[Goal of the exercise] Please copy all of the records exactly, leaving nothing out.

[Collected data]
◇ ◇ ◇ ◇ ◇
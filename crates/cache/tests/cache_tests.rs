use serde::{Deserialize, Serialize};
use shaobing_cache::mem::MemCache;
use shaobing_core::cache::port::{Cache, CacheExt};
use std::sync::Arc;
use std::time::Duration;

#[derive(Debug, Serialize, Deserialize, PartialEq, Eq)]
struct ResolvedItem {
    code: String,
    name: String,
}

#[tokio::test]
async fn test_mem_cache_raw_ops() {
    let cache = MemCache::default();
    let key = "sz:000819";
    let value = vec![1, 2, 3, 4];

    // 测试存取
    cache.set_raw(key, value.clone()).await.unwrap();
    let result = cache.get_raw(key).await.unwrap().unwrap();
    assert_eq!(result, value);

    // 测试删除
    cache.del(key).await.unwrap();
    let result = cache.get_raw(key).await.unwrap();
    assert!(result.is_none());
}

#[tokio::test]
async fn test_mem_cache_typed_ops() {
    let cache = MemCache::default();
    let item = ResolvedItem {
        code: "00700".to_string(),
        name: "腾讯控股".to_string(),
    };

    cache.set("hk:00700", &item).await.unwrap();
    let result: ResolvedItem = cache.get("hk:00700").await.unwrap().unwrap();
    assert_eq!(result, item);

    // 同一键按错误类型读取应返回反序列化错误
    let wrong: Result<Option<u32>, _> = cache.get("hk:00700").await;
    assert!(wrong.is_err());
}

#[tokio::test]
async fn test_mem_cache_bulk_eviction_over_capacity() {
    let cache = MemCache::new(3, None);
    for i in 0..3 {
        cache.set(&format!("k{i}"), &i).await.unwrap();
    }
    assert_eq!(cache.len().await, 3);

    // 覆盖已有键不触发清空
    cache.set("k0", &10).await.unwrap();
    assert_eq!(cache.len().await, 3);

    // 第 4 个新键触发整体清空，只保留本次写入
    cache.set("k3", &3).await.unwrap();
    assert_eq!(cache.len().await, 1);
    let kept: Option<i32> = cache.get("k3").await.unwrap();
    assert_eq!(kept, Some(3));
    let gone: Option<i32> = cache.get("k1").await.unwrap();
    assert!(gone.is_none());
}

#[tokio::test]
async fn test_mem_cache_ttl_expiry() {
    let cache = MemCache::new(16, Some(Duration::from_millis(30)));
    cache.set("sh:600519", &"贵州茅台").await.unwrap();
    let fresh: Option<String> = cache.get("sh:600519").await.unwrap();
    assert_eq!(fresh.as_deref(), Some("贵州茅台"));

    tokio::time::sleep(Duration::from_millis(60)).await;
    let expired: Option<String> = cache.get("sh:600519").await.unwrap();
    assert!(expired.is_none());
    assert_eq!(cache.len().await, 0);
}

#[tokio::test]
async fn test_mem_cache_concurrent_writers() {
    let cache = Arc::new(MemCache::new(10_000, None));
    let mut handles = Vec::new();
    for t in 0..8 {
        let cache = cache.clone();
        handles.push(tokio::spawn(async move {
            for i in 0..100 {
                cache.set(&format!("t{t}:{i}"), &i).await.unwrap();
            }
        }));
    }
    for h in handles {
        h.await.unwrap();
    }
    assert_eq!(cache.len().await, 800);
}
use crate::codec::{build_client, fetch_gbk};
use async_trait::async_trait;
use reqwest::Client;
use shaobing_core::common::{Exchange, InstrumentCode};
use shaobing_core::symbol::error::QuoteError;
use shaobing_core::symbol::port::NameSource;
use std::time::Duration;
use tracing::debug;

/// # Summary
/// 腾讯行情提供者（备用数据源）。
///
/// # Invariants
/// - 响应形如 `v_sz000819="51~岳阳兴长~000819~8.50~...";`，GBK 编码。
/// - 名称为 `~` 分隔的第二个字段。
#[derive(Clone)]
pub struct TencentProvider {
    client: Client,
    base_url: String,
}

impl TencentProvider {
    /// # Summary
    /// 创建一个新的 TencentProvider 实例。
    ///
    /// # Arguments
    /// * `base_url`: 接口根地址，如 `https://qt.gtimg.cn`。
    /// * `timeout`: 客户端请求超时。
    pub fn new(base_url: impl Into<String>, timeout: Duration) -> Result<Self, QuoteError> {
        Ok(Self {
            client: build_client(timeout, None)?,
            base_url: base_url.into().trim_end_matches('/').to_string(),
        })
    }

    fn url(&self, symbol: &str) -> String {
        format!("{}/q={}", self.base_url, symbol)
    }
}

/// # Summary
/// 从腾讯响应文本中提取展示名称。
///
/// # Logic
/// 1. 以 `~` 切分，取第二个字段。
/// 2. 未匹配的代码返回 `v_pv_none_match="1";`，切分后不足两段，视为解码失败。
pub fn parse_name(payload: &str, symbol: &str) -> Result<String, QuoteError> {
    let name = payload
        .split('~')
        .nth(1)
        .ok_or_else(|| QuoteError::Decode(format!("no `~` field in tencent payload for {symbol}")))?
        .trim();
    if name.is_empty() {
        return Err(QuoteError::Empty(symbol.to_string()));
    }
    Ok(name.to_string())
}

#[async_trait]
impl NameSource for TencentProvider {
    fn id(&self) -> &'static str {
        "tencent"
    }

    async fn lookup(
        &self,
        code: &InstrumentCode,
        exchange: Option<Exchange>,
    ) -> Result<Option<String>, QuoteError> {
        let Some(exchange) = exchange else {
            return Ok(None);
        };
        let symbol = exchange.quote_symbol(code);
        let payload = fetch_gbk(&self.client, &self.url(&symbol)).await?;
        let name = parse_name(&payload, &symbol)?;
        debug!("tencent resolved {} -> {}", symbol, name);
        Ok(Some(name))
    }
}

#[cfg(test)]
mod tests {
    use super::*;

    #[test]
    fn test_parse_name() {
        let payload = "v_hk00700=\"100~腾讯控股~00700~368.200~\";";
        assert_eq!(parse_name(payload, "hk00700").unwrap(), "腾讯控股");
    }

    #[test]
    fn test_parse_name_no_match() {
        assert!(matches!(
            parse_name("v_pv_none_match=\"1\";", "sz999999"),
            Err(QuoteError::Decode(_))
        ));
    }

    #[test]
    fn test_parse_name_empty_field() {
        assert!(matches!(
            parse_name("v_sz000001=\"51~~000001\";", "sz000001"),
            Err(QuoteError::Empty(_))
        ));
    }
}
◇ ◇ ◇ ◇ ◇
[The completed task]
filename crates/cache/tests/cache_tests.rs
use serde::{Deserialize, Serialize};
use shaobing_cache::mem::MemCache;
use shaobing_core::cache::port::{Cache, CacheExt};
use std::sync::Arc;
use std::time::Duration;

#[derive(Debug, Serialize, Deserialize, PartialEq, Eq)]
struct ResolvedItem {
    code: String,
    name: String,
}

#[tokio::test]
async fn test_mem_cache_raw_ops() {
    let cache = MemCache::default();
    let key = "sz:000819";
    let value = vec![1, 2, 3, 4];

    // 测试存取
    cache.set_raw(key, value.clone()).await.unwrap();
    let result = cache.get_raw(key).await.unwrap().unwrap();
    assert_eq!(result, value);

    // 测试删除
    cache.del(key).await.unwrap();
    let result = cache.get_raw(key).await.unwrap();
    assert!(result.is_none());
}

#[tokio::test]
async fn test_mem_cache_typed_ops() {
    let cache = MemCache::default();
    let item = ResolvedItem {
        code: "00700".to_string(),
        name: "腾讯控股".to_string(),
    };

    cache.set("hk:00700", &item).await.unwrap();
    let result: ResolvedItem = cache.get("hk:00700").await.unwrap().unwrap();
    assert_eq!(result, item);

    // 同一键按错误类型读取应返回反序列化错误
    let wrong: Result<Option<u32>, _> = cache.get("hk:00700").await;
    assert!(wrong.is_err());
}

#[tokio::test]
async fn test_mem_cache_bulk_eviction_over_capacity() {
    let cache = MemCache::new(3, None);
    for i in 0..3 {
        cache.set(&format!("k{i}"), &i).await.unwrap();
    }
    assert_eq!(cache.len().await, 3);

    // 覆盖已有键不触发清空
    cache.set("k0", &10).await.unwrap();
    assert_eq!(cache.len().await, 3);

    // 第 4 个新键触发整体清空，只保留本次写入
    cache.set("k3", &3).await.unwrap();
    assert_eq!(cache.len().await, 1);
    let kept: Option<i32> = cache.get("k3").await.unwrap();
    assert_eq!(kept, Some(3));
    let gone: Option<i32> = cache.get("k1").await.unwrap();
    assert!(gone.is_none());
}

#[tokio::test]
async fn test_mem_cache_ttl_expiry() {
    let cache = MemCache::new(16, Some(Duration::from_millis(30)));
    cache.set("sh:600519", &"贵州茅台").await.unwrap();
    let fresh: Option<String> = cache.get("sh:600519").await.unwrap();
    assert_eq!(fresh.as_deref(), Some("贵州茅台"));

    tokio::time::sleep(Duration::from_millis(60)).await;
    let expired: Option<String> = cache.get("sh:600519").await.unwrap();
    assert!(expired.is_none());
    assert_eq!(cache.len().await, 0);
}

#[tokio::test]
async fn test_mem_cache_concurrent_writers() {
    let cache = Arc::new(MemCache::new(10_000, None));
    let mut handles = Vec::new();
    for t in 0..8 {
        let cache = cache.clone();
        handles.push(tokio::spawn(async move {
            for i in 0..100 {
                cache.set(&format!("t{t}:{i}"), &i).await.unwrap();
            }
        }));
    }
    for h in handles {
        h.await.unwrap();
    }
    assert_eq!(cache.len().await, 800);
}
use crate::codec::{build_client, fetch_gbk};
use async_trait::async_trait;
use reqwest::Client;
use shaobing_core::common::{Exchange, InstrumentCode};
use shaobing_core::symbol::error::QuoteError;
use shaobing_core::symbol::port::NameSource;
use std::time::Duration;
use tracing::debug;

/// # Summary
/// 腾讯行情提供者（备用数据源）。
///
/// # Invariants
/// - 响应形如 `v_sz000819="51~岳阳兴长~000819~8.50~...";`，GBK 编码。
/// - 名称为 `~` 分隔的第二个字段。
#[derive(Clone)]
pub struct TencentProvider {
    client: Client,
    base_url: String,
}

impl TencentProvider {
    /// # Summary
    /// 创建一个新的 TencentProvider 实例。
    ///
    /// # Arguments
    /// * `base_url`: 接口根地址，如 `https://qt.gtimg.cn`。
    /// * `timeout`: 客户端请求超时。
    pub fn new(base_url: impl Into<String>, timeout: Duration) -> Result<Self, QuoteError> {
        Ok(Self {
            client: build_client(timeout, None)?,
            base_url: base_url.into().trim_end_matches('/').to_string(),
        })
    }

    fn url(&self, symbol: &str) -> String {
        format!("{}/q={}", self.base_url, symbol)
    }
}

/// # Summary
/// 从腾讯响应文本中提取展示名称。
///
/// # Logic
/// 1. 以 `~` 切分，取第二个字段。
/// 2. 未匹配的代码返回 `v_pv_none_match="1";`，切分后不足两段，视为解码失败。
pub fn parse_name(payload: &str, symbol: &str) -> Result<String, QuoteError> {
    let name = payload
        .split('~')
        .nth(1)
        .ok_or_else(|| QuoteError::Decode(format!("no `~` field in tencent payload for {symbol}")))?
        .trim();
    if name.is_empty() {
        return Err(QuoteError::Empty(symbol.to_string()));
    }
    Ok(name.to_string())
}

#[async_trait]
impl NameSource for TencentProvider {
    fn id(&self) -> &'static str {
        "tencent"
    }

    async fn lookup(
        &self,
        code: &InstrumentCode,
        exchange: Option<Exchange>,
    ) -> Result<Option<String>, QuoteError> {
        let Some(exchange) = exchange else {
            return Ok(None);
        };
        let symbol = exchange.quote_symbol(code);
        let payload = fetch_gbk(&self.client, &self.url(&symbol)).await?;
        let name = parse_name(&payload, &symbol)?;
        debug!("tencent resolved {} -> {}", symbol, name);
        Ok(Some(name))
    }
}

#[cfg(test)]
mod tests {
    use super::*;

    #[test]
    fn test_parse_name() {
        let payload = "v_hk00700=\"100~腾讯控股~00700~368.200~\";";
        assert_eq!(parse_name(payload, "hk00700").unwrap(), "腾讯控股");
    }

    #[test]
    fn test_parse_name_no_match() {
        assert!(matches!(
            parse_name("v_pv_none_match=\"1\";", "sz999999"),
            Err(QuoteError::Decode(_))
        ));
    }

    #[test]
    fn test_parse_name_empty_field() {
        assert!(matches!(
            parse_name("v_sz000001=\"51~~000001\";", "sz000001"),
            Err(QuoteError::Empty(_))
        ));
    }
}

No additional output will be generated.